TASK DETAILS
Copy out each line of the material that includes the word "AssetGenerator".

Segment Open

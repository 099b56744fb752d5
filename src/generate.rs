use std::time::Duration;

use base64::Engine as _;
use base64::engine::general_purpose::STANDARD as BASE64;
use serde::Deserialize;
use serde_json::json;
use tracing::{debug, info};
use ureq::Agent;

use crate::error::GenerationError;

pub const DEFAULT_API_BASE: &str = "https://generativelanguage.googleapis.com/v1beta";
pub const DEFAULT_IMAGE_MODEL: &str = "gemini-2.5-flash-image";
pub const DEFAULT_TTS_MODEL: &str = "gemini-2.5-flash-preview-tts";
pub const DEFAULT_VOICE: &str = "Kore";

// Inline images and PCM narration are returned base64-encoded in the JSON body.
const MAX_RESPONSE_BYTES: u64 = 64 * 1024 * 1024;

/// The generative service that turns a scene's script into assets.
///
/// Implementations are called from worker threads and must be shareable.
pub trait AssetGenerator: Send + Sync {
    /// Returns an image URL: `http(s)://…` or a `data:<mime>;base64,…` URL.
    fn generate_image(&self, prompt: &str) -> Result<String, GenerationError>;

    /// Returns the raw narration bytes for `text`.
    fn generate_narration(&self, text: &str) -> Result<Vec<u8>, GenerationError>;
}

#[derive(Debug, Clone)]
pub struct GeminiSettings {
    pub api_key: String,
    pub api_base: String,
    pub image_model: String,
    pub tts_model: String,
    pub voice: String,
    pub timeout: Duration,
}

#[derive(Debug, Deserialize)]
#[serde(rename_all = "camelCase")]
struct GenerateContentResponse {
    #[serde(default)]
    candidates: Vec<Candidate>,
}

#[derive(Debug, Deserialize)]
struct Candidate {
    content: Option<Content>,
}

#[derive(Debug, Deserialize)]
struct Content {
    #[serde(default)]
    parts: Vec<Part>,
}

#[derive(Debug, Deserialize)]
#[serde(rename_all = "camelCase")]
struct Part {
    inline_data: Option<InlineData>,
}

#[derive(Debug, Deserialize)]
#[serde(rename_all = "camelCase")]
struct InlineData {
    mime_type: String,
    data: String,
}

impl GenerateContentResponse {
    fn first_inline_data(self) -> Option<InlineData> {
        self.candidates
            .into_iter()
            .filter_map(|c| c.content)
            .flat_map(|c| c.parts)
            .find_map(|p| p.inline_data)
    }
}

pub struct GeminiClient {
    agent: Agent,
    settings: GeminiSettings,
}

impl GeminiClient {
    pub fn new(settings: GeminiSettings) -> Self {
        let agent: Agent = Agent::config_builder()
            .timeout_global(Some(settings.timeout))
            .http_status_as_error(false)
            .build()
            .into();
        GeminiClient { agent, settings }
    }

    fn generate_content(
        &self,
        model: &str,
        body: serde_json::Value,
    ) -> Result<GenerateContentResponse, GenerationError> {
        let url = format!("{}/models/{}:generateContent", self.settings.api_base, model);
        debug!("POST {url}");

        let mut response = self
            .agent
            .post(&url)
            .header("x-goog-api-key", self.settings.api_key.as_str())
            .header("Content-Type", "application/json")
            .send(body.to_string())?;

        let status = response.status();
        let text = response
            .body_mut()
            .with_config()
            .limit(MAX_RESPONSE_BYTES)
            .read_to_string()?;

        if !status.is_success() {
            return Err(GenerationError::Api {
                status: status.as_u16(),
                message: api_error_message(&text),
            });
        }

        Ok(serde_json::from_str(&text)?)
    }
}

/// Pull `error.message` out of an API error body, falling back to the raw text.
fn api_error_message(body: &str) -> String {
    serde_json::from_str::<serde_json::Value>(body)
        .ok()
        .and_then(|v| v.get("error")?.get("message")?.as_str().map(str::to_string))
        .unwrap_or_else(|| body.trim().to_string())
}

fn data_url(inline: &InlineData) -> String {
    format!("data:{};base64,{}", inline.mime_type, inline.data)
}

impl AssetGenerator for GeminiClient {
    fn generate_image(&self, prompt: &str) -> Result<String, GenerationError> {
        info!("Generating image ({} chars of prompt)", prompt.len());
        let body = json!({
            "contents": [{ "parts": [{ "text": prompt }] }],
            "generationConfig": {
                "responseModalities": ["IMAGE"],
                "imageConfig": { "aspectRatio": "16:9" }
            }
        });
        let inline = self
            .generate_content(&self.settings.image_model, body)?
            .first_inline_data()
            .ok_or(GenerationError::MissingPayload("image"))?;
        Ok(data_url(&inline))
    }

    fn generate_narration(&self, text: &str) -> Result<Vec<u8>, GenerationError> {
        info!("Generating narration ({} chars)", text.len());
        let body = json!({
            "contents": [{ "parts": [{ "text": format!("Say warmly and clearly: {text}") }] }],
            "generationConfig": {
                "responseModalities": ["AUDIO"],
                "speechConfig": {
                    "voiceConfig": {
                        "prebuiltVoiceConfig": { "voiceName": self.settings.voice }
                    }
                }
            }
        });
        let inline = self
            .generate_content(&self.settings.tts_model, body)?
            .first_inline_data()
            .ok_or(GenerationError::MissingPayload("audio"))?;
        let bytes = BASE64.decode(inline.data.as_bytes())?;
        debug!("Narration payload: {} bytes ({})", bytes.len(), inline.mime_type);
        Ok(bytes)
    }
}

/// Split a `data:` URL into its mime type and decoded bytes.
pub fn decode_data_url(url: &str) -> Option<(String, Vec<u8>)> {
    let rest = url.strip_prefix("data:")?;
    let (meta, payload) = rest.split_once(',')?;
    let mime = meta.strip_suffix(";base64")?;
    let bytes = BASE64.decode(payload.as_bytes()).ok()?;
    Some((mime.to_string(), bytes))
}
//! Test doubles for the generation service and the audio platform.

use std::{
    collections::HashMap,
    sync::{Arc, Condvar, Mutex},
    time::{Duration, Instant},
};

use crate::audio::{AudioBackend, DecodedAudio, EndSignal, OutputContext, PlaybackHandle};
use crate::error::{GenerationError, PlaybackError};
use crate::generate::AssetGenerator;

pub fn pcm_silence(samples: usize) -> Vec<u8> {
    vec![0; samples * 2]
}

fn service_error(message: &str) -> GenerationError {
    GenerationError::Api {
        status: 500,
        message: message.to_string(),
    }
}

#[derive(Default)]
struct Script {
    image_error: Option<String>,
    narration_error: Option<String>,
    image_calls: usize,
    narration_calls: usize,
}

/// Answers immediately with canned results.
pub struct ScriptedGenerator {
    script: Mutex<Script>,
}

impl ScriptedGenerator {
    pub fn ok() -> Self {
        Self::with(true, true)
    }

    pub fn with(image_ok: bool, narration_ok: bool) -> Self {
        ScriptedGenerator {
            script: Mutex::new(Script {
                image_error: (!image_ok).then(|| "image service unavailable".to_string()),
                narration_error: (!narration_ok).then(|| "speech service unavailable".to_string()),
                ..Default::default()
            }),
        }
    }

    pub fn image_fails(message: &str) -> Self {
        let generator = Self::ok();
        generator.script.lock().unwrap().image_error = Some(message.to_string());
        generator
    }

    pub fn heal(&self) {
        let mut script = self.script.lock().unwrap();
        script.image_error = None;
        script.narration_error = None;
    }

    pub fn image_calls(&self) -> usize {
        self.script.lock().unwrap().image_calls
    }

    pub fn narration_calls(&self) -> usize {
        self.script.lock().unwrap().narration_calls
    }
}

impl AssetGenerator for ScriptedGenerator {
    fn generate_image(&self, prompt: &str) -> Result<String, GenerationError> {
        let mut script = self.script.lock().unwrap();
        script.image_calls += 1;
        match &script.image_error {
            Some(message) => Err(service_error(message)),
            None => Ok(format!("https://images.test/{}.png", prompt.len())),
        }
    }

    fn generate_narration(&self, _text: &str) -> Result<Vec<u8>, GenerationError> {
        let mut script = self.script.lock().unwrap();
        script.narration_calls += 1;
        match &script.narration_error {
            Some(message) => Err(service_error(message)),
            None => Ok(pcm_silence(240)),
        }
    }
}

#[derive(Default)]
struct Gate {
    permits: usize,
    waiting: usize,
}

/// Every request blocks until the test releases a permit for it.
pub struct GatedGenerator {
    gate: Mutex<Gate>,
    changed: Condvar,
}

impl GatedGenerator {
    pub fn new() -> Self {
        GatedGenerator {
            gate: Mutex::new(Gate::default()),
            changed: Condvar::new(),
        }
    }

    pub fn release(&self, permits: usize) {
        self.gate.lock().unwrap().permits += permits;
        self.changed.notify_all();
    }

    /// Wait until `count` requests are blocked on the gate at the same time.
    pub fn wait_for_waiting(&self, count: usize, timeout: Duration) -> bool {
        let deadline = Instant::now() + timeout;
        let mut gate = self.gate.lock().unwrap();
        while gate.waiting < count {
            let remaining = deadline.saturating_duration_since(Instant::now());
            if remaining.is_zero() {
                return false;
            }
            gate = self.changed.wait_timeout(gate, remaining).unwrap().0;
        }
        true
    }

    fn pass(&self) {
        let mut gate = self.gate.lock().unwrap();
        gate.waiting += 1;
        self.changed.notify_all();
        while gate.permits == 0 {
            gate = self.changed.wait(gate).unwrap();
        }
        gate.permits -= 1;
        gate.waiting -= 1;
    }
}

impl AssetGenerator for GatedGenerator {
    fn generate_image(&self, prompt: &str) -> Result<String, GenerationError> {
        self.pass();
        Ok(format!("https://images.test/{}.png", prompt.len()))
    }

    fn generate_narration(&self, _text: &str) -> Result<Vec<u8>, GenerationError> {
        self.pass();
        Ok(pcm_silence(240))
    }
}

#[derive(Default)]
struct AudioState {
    opened: usize,
    started: usize,
    stopped: usize,
    max_active: usize,
    fail_start: bool,
    next_id: u64,
    live: HashMap<u64, EndSignal>,
    order: Vec<u64>,
}

impl AudioState {
    fn active(&self) -> usize {
        self.live.len()
    }
}

/// Records handle lifetimes instead of producing sound. Playback only ends
/// when the test calls `finish_latest`.
#[derive(Clone, Default)]
pub struct FakeAudio {
    state: Arc<Mutex<AudioState>>,
}

struct FakeOutput {
    state: Arc<Mutex<AudioState>>,
}

struct FakeHandle {
    id: u64,
    state: Arc<Mutex<AudioState>>,
}

impl FakeAudio {
    pub fn new() -> Self {
        Self::default()
    }

    pub fn backend(&self) -> Box<dyn AudioBackend> {
        Box::new(self.clone())
    }

    pub fn fail_start(&self, fail: bool) {
        self.state.lock().unwrap().fail_start = fail;
    }

    /// Let the most recently started live handle run to its end.
    pub fn finish_latest(&self) -> bool {
        let mut state = self.state.lock().unwrap();
        while let Some(id) = state.order.pop() {
            if let Some(signal) = state.live.remove(&id) {
                signal.fire();
                return true;
            }
        }
        false
    }

    pub fn opened(&self) -> usize {
        self.state.lock().unwrap().opened
    }

    pub fn started(&self) -> usize {
        self.state.lock().unwrap().started
    }

    pub fn stopped(&self) -> usize {
        self.state.lock().unwrap().stopped
    }

    pub fn active(&self) -> usize {
        self.state.lock().unwrap().active()
    }

    pub fn max_active(&self) -> usize {
        self.state.lock().unwrap().max_active
    }
}

impl AudioBackend for FakeAudio {
    fn open_output(&mut self) -> Result<Box<dyn OutputContext>, PlaybackError> {
        self.state.lock().unwrap().opened += 1;
        Ok(Box::new(FakeOutput {
            state: Arc::clone(&self.state),
        }))
    }
}

impl OutputContext for FakeOutput {
    fn start(
        &mut self,
        _audio: DecodedAudio,
        on_end: EndSignal,
    ) -> Result<Box<dyn PlaybackHandle>, PlaybackError> {
        let mut state = self.state.lock().unwrap();
        if state.fail_start {
            return Err(PlaybackError::Start("device busy".into()));
        }
        state.next_id += 1;
        let id = state.next_id;
        state.started += 1;
        state.live.insert(id, on_end);
        state.order.push(id);
        state.max_active = state.max_active.max(state.active());
        Ok(Box::new(FakeHandle {
            id,
            state: Arc::clone(&self.state),
        }))
    }
}

impl PlaybackHandle for FakeHandle {
    fn stop(&mut self) {
        let mut state = self.state.lock().unwrap();
        if state.live.remove(&self.id).is_some() {
            state.stopped += 1;
        }
    }
}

Segment Closed

ANSWER TO THIS TASK
pub trait AssetGenerator: Send + Sync {
impl AssetGenerator for GeminiClient {
use crate::generate::AssetGenerator;
impl AssetGenerator for ScriptedGenerator {
impl AssetGenerator for GatedGenerator {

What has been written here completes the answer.